Who’s the winner here?
Gotta wonder how this little scrap between Gov. Laura Kelly and the leadership of the Kansas Legislature is going to work out…politically, that is.
Who gets credit, or who gets the blame, for whatever happens in Kansas for the next few months, while the coronavirus pandemic fades out this summer or strengthens for the fall and winter?
Now, it was a good move by the Legislature to pass a budget for the state before taking off for the coronavirus/Spring Break first adjournment in March. The money for the basic operations of the state are taken care of, or at least were taken care of when lawmakers broke up. Practically, lawmakers did the one vital thing they are tasked to do each year, pass a budget.

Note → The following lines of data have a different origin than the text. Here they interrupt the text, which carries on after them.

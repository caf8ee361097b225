// Runs only when DATABASE_URL points at a reachable Postgres.

use datafusion::arrow::array::{Array, Int64Array, StringArray, TimestampMicrosecondArray};
use datafusion::arrow::datatypes::{DataType, TimeUnit};
use pg2parquet::config::ConnectionParams;
use pg2parquet::db::{Connector, PgConnector, Session};
use url::Url;

fn params_from_env() -> Option<ConnectionParams> {
    let url = Url::parse(&std::env::var("DATABASE_URL").ok()?).ok()?;
    Some(ConnectionParams {
        database: url.path().trim_start_matches('/').to_string(),
        user: url.username().to_string(),
        password: url.password().unwrap_or_default().to_string(),
        host: url.host_str()?.to_string(),
        port: url.port().unwrap_or(5432),
    })
}

const DECODE_SQL: &str = "
    SELECT
        g::int8                                               AS id,
        '00000000-0000-0000-0000-000000000001'::uuid          AS artifact_id,
        '{\"a\": 1}'::jsonb                                   AS metadata,
        '2024-03-01 12:00:00+02'::timestamptz                 AS taken_at,
        (-1.28345 * g)::numeric                               AS location_latitude,
        CASE WHEN g = 2 THEN NULL ELSE 'track' END::text      AS name
    FROM generate_series(1, 3) AS g
    ORDER BY g";

#[tokio::test]
async fn test_live_query_decodes_each_kind() {
    let Some(params) = params_from_env() else {
        return;
    };
    let mut session = PgConnector::new().connect(&params).await.unwrap();
    let ds = session.query(DECODE_SQL).await.unwrap();
    session.close().await.unwrap();

    assert_eq!(ds.num_rows(), 3);
    assert_eq!(
        ds.column_names(),
        vec!["id", "artifact_id", "metadata", "taken_at", "location_latitude", "name"]
    );
    let schema = ds.schema();
    assert_eq!(schema.field(4).data_type(), &DataType::Utf8);
    assert_eq!(
        schema.field(3).data_type(),
        &DataType::Timestamp(TimeUnit::Microsecond, Some("UTC".into()))
    );

    let batch = &ds.batches()[0];
    let ids = batch.column(0).as_any().downcast_ref::<Int64Array>().unwrap();
    assert_eq!(ids.values().to_vec(), vec![1, 2, 3]);

    let text = |idx: usize| {
        batch
            .column(idx)
            .as_any()
            .downcast_ref::<StringArray>()
            .unwrap()
            .clone()
    };
    assert_eq!(text(1).value(0), "00000000-0000-0000-0000-000000000001");
    assert_eq!(text(2).value(0), r#"{"a":1}"#);
    assert_eq!(text(4).value(0), "-1.28345");
    assert!(text(5).is_null(1));

    let taken = batch
        .column(3)
        .as_any()
        .downcast_ref::<TimestampMicrosecondArray>()
        .unwrap();
    // 2024-03-01 10:00:00 UTC
    assert_eq!(taken.value(0), 1_709_287_200_000_000);
}

#[tokio::test]
async fn test_live_array_column_is_rejected() {
    let Some(params) = params_from_env() else {
        return;
    };
    let mut session = PgConnector::new().connect(&params).await.unwrap();
    let err = session
        .query("SELECT ARRAY[1, 2] AS tags")
        .await
        .unwrap_err();
    session.close().await.unwrap();
    assert!(err.to_string().contains("'tags'"), "{err}");
}
mod decode_tests;
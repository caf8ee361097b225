use std::fmt;
use std::path::PathBuf;

use crate::errors::{Pg2ParquetError, Result};

pub mod templating;


pub const MODE_KEY: &str = "ENVIRONMENT";
pub const QUERY_FILE_KEY: &str = "SQL_QUERY_FILE";
pub const DEFAULT_QUERY_FILE: &str = "sql/artifacts.sql";

// ================== Mode ==================

/// Deployment mode. `production` writes to S3, `staging` to local disk.
#[derive(Debug, Clone, Copy, PartialEq, Eq)]
pub enum Mode {
    Primary,
    Secondary,
}

impl Mode {
    pub fn from_setting(value: Option<&str>) -> Result<Self> {
        match value {
            Some("production") => Ok(Mode::Primary),
            Some("staging") => Ok(Mode::Secondary),
            Some(other) => Err(Pg2ParquetError::Config(format!(
                "Invalid environment: {other}"
            ))),
            None => Err(Pg2ParquetError::missing_var(MODE_KEY)),
        }
    }

    /// Value of `ENVIRONMENT` that selects this mode.
    pub fn environment(&self) -> &'static str {
        match self {
            Mode::Primary => "production",
            Mode::Secondary => "staging",
        }
    }

    fn keys(&self) -> &'static ModeKeys {
        match self {
            Mode::Primary => &PRIMARY_KEYS,
            Mode::Secondary => &SECONDARY_KEYS,
        }
    }
}

impl fmt::Display for Mode {
    fn fmt(&self, f: &mut fmt::Formatter<'_>) -> fmt::Result {
        match self {
            Mode::Primary => f.write_str("primary"),
            Mode::Secondary => f.write_str("secondary"),
        }
    }
}

// Order matters: the first missing key is the one reported.
struct ModeKeys {
    database: &'static str,
    user: &'static str,
    password: &'static str,
    host: &'static str,
    port: &'static str,
    file_name: &'static str,
    path: &'static str,
}

static PRIMARY_KEYS: ModeKeys = ModeKeys {
    database: "DB_NAME_PROD",
    user: "DB_USER",
    password: "DB_PASSWORD_PROD",
    host: "DB_HOST_PROD",
    port: "DB_PORT_PROD",
    file_name: "FILE_NAME",
    path: "S3_PATH",
};

static SECONDARY_KEYS: ModeKeys = ModeKeys {
    database: "DB_NAME_STAGING",
    user: "DB_USER",
    password: "DB_PASSWORD_STAGING",
    host: "DB_HOST_STAGING",
    port: "DB_PORT_STAGING",
    file_name: "FILE_NAME",
    path: "LOCAL_PATH",
};

// ================== Resolved values ==================

#[derive(Clone, PartialEq, Eq)]
pub struct ConnectionParams {
    pub database: String,
    pub user: String,
    pub password: String,
    pub host: String,
    pub port: u16,
}

impl fmt::Debug for ConnectionParams {
    fn fmt(&self, f: &mut fmt::Formatter<'_>) -> fmt::Result {
        f.debug_struct("ConnectionParams")
            .field("database", &self.database)
            .field("user", &self.user)
            .field("password", &"***")
            .field("host", &self.host)
            .field("port", &self.port)
            .finish()
    }
}

/// Where the Parquet file goes. The variant is fixed by [`Mode`].
#[derive(Debug, Clone, PartialEq, Eq)]
pub enum OutputTarget {
    Local { path: PathBuf },
    S3 { bucket: String, key: String },
}

impl OutputTarget {
    /// `path` and `file_name` are concatenated as-is, so `path` carries its own
    /// trailing separator.
    pub fn for_mode(mode: Mode, path: &str, file_name: &str) -> Result<Self> {
        let location = format!("{path}{file_name}");
        match mode {
            Mode::Secondary => Ok(OutputTarget::Local {
                path: PathBuf::from(location),
            }),
            Mode::Primary => parse_s3_uri(&location),
        }
    }

    pub fn uri(&self) -> String {
        match self {
            OutputTarget::Local { path } => path.display().to_string(),
            OutputTarget::S3 { bucket, key } => format!("s3://{bucket}/{key}"),
        }
    }
}

/// Split `s3://bucket/key` verbatim. The key is never URL-decoded, so spaces,
/// `#` and `?` stay part of it.
fn parse_s3_uri(location: &str) -> Result<OutputTarget> {
    let invalid = |why: &str| Pg2ParquetError::Config(format!("Invalid S3 path {location}: {why}"));

    let rest = location
        .strip_prefix("s3://")
        .ok_or_else(|| invalid("expected s3:// scheme"))?;
    let (bucket, key) = rest.split_once('/').unwrap_or((rest, ""));

    if bucket.is_empty() {
        return Err(invalid("missing bucket"));
    }
    if key.is_empty() {
        return Err(invalid("missing object key"));
    }

    Ok(OutputTarget::S3 {
        bucket: bucket.to_string(),
        key: key.to_string(),
    })
}

/// The one place the process environment is read.
pub fn env_lookup(key: &str) -> Option<String> {
    std::env::var(key).ok()
}

/// Everything one invocation needs, resolved once up front.
#[derive(Debug, Clone, PartialEq, Eq)]
pub struct Settings {
    pub mode: Mode,
    pub connection: ConnectionParams,
    pub output: OutputTarget,
    pub query_file: PathBuf,
}

impl Settings {
    /// Resolve from any key/value store. Performs no other reads.
    pub fn resolve<F>(lookup: F) -> Result<Self>
    where
        F: Fn(&str) -> Option<String>,
    {
        let mode = Mode::from_setting(lookup(MODE_KEY).as_deref())?;
        let keys = mode.keys();

        let required = |key: &str| lookup(key).ok_or_else(|| Pg2ParquetError::missing_var(key));

        let database = required(keys.database)?;
        let user = required(keys.user)?;
        let password = required(keys.password)?;
        let host = required(keys.host)?;
        let port_raw = required(keys.port)?;
        let file_name = required(keys.file_name)?;
        let path = required(keys.path)?;

        let port = port_raw.trim().parse::<u16>().map_err(|_| {
            Pg2ParquetError::Config(format!("Invalid port in {}: {port_raw}", keys.port))
        })?;

        let output = OutputTarget::for_mode(mode, &path, &file_name)?;
        let query_file = lookup(QUERY_FILE_KEY)
            .filter(|p| !p.trim().is_empty())
            .unwrap_or_else(|| DEFAULT_QUERY_FILE.to_string())
            .into();

        Ok(Settings {
            mode,
            connection: ConnectionParams {
                database,
                user,
                password,
                host,
                port,
            },
            output,
            query_file,
        })
    }

    pub fn from_env() -> Result<Self> {
        Self::resolve(env_lookup)
    }

    pub fn with_query_file(mut self, path: impl Into<PathBuf>) -> Self {
        self.query_file = path.into();
        self
    }
}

But now that it has passed, many parts of that budget which were scheduled for some fine-tuning this spring are still waiting for that fine-tuning. You know, those programs – especially for social services for kids – are law, but the funding is not officially dedicated to those programs. It can probably be taken care of with some inside-the-agency funding juggling, but in some cases, those outlines of programs that sound good to all of us aren’t specifically financed. So, they might or might not be done. It’s one thing to set up an advisory board to take care of children and those in need of social services, it’s another to actually put the money there.
And while legislative leadership last week at the Legislative Coordinating Council meeting didn’t pinpoint when, or whether, to restart the session for a few days to put the budget on more sound footing and to actually appropriate money for some programs, it’s looking almost like a scrap between those leaders and the leaders of House and Senate budget committees who want to fine-tune the budget and make sure that in the midst of a $1.2 billion shortfall sparked by the coronavirus life is changed as little as possible in Kansas.
Leaders? They want everyone safe, of course, and with about 60 percent of the state’s legislators at particular risk from COVID-19, that makes some sense, even if those legislators stand for election this fall.
And the budget folks? Well, they tend to be a little…how to say this nicely…fussy about every dollar sign and decimal point.
The alternative, if lawmakers don’t return to toughen up that budget that now includes necessary spending nobody really considered when they were headed for their cars figuring that their office plants would still be green, if a little limp, on their now-postponed return this month, well, the governor essentially juggles the budget.
Oh, the governor is coming up with a budget amendment, but if there aren’t any legislators in Topeka, she won’t need to print many copies of it, will she?
Much shifting of money caused by that shortfall because folks aren’t out spending money and paying taxes may be done by Kelly. She can, depending on the presumed ending balance for the upcoming fiscal year, make across-the-board cuts and shuffles – called allotments — in her executive branch agencies.
Or, she can say that the deficit is going to be so severe that she can take advantage of her authority that in the face of an unconstitutional below-zero dollars ending balance to make allotments in every corner of the state’s spending. That spreads her potential cuts and reappropriations beyond just the agencies her Cabinet secretaries run, but into the Judiciary and Legislative budgets. That makes everything really serious if you happen to be a legislator…
What gets cut, who gets the responsibility for those cuts to programs nearly everyone wants…oh yes, and who tells the Legislature how much money it can spend on itself?